→ **Records contained in a dataset**:
━━━

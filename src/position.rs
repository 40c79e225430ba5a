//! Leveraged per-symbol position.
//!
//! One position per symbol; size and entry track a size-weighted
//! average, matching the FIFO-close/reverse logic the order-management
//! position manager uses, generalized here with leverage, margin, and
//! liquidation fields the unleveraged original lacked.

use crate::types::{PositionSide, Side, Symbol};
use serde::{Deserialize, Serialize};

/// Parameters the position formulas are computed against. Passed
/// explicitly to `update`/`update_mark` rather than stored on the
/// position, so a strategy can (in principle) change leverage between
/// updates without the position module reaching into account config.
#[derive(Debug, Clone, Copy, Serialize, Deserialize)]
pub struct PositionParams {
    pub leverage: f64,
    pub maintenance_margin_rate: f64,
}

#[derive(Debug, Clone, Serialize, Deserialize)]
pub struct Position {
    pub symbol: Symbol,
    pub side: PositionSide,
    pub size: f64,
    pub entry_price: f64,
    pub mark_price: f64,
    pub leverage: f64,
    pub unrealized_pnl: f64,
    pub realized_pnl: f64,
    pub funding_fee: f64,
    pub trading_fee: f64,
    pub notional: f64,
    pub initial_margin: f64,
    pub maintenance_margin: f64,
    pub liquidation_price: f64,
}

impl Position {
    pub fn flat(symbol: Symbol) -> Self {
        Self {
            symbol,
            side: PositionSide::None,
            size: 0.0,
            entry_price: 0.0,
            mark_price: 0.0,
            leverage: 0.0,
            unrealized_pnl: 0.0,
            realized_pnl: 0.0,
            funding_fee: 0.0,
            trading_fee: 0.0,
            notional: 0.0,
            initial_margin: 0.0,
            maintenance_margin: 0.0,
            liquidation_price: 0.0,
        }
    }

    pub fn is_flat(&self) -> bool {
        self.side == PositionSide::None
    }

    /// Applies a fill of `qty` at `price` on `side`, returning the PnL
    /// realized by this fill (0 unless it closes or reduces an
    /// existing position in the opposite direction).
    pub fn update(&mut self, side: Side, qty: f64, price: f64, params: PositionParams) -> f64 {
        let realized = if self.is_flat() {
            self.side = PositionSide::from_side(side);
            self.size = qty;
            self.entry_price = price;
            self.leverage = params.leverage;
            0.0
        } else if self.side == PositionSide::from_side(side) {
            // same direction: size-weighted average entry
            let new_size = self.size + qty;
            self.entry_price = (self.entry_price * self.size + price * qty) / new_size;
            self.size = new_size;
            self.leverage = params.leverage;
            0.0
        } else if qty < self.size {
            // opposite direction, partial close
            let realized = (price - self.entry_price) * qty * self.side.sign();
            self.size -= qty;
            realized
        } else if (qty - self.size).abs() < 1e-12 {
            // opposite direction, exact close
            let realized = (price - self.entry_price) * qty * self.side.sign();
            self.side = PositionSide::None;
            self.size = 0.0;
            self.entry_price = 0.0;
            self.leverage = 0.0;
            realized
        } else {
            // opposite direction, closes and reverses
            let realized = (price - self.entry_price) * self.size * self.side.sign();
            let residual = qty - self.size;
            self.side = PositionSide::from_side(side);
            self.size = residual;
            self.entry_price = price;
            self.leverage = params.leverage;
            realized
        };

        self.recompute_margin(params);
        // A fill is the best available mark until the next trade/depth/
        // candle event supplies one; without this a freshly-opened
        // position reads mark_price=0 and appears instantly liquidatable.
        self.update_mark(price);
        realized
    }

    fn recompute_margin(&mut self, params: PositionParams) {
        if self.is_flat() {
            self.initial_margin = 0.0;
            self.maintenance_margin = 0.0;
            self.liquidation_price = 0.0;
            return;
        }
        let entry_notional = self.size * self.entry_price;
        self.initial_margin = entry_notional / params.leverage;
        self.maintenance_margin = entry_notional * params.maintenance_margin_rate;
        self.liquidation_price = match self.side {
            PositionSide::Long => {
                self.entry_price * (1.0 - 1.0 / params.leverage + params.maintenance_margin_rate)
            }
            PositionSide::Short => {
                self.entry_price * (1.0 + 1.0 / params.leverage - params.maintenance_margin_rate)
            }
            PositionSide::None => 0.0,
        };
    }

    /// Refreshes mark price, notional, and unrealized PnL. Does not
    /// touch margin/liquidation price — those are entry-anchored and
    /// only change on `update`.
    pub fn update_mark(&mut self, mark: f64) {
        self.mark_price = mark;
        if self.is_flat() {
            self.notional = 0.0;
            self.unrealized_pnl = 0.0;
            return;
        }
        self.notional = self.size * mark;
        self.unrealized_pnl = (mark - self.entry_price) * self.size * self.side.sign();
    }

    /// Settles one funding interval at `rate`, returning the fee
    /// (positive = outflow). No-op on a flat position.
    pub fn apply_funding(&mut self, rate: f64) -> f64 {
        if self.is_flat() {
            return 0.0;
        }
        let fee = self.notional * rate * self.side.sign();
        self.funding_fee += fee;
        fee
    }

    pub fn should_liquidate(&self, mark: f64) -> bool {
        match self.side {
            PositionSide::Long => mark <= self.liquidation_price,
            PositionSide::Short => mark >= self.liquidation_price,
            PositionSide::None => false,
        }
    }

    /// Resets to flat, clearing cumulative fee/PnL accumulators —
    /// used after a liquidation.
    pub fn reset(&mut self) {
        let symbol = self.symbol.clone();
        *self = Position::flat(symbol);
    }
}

━━━

Within the entries above, find every line where the string "bool" occurs, and copy it.

→ **Finished exercise**:
    pub fn is_flat(&self) -> bool {
    pub fn should_liquidate(&self, mark: f64) -> bool {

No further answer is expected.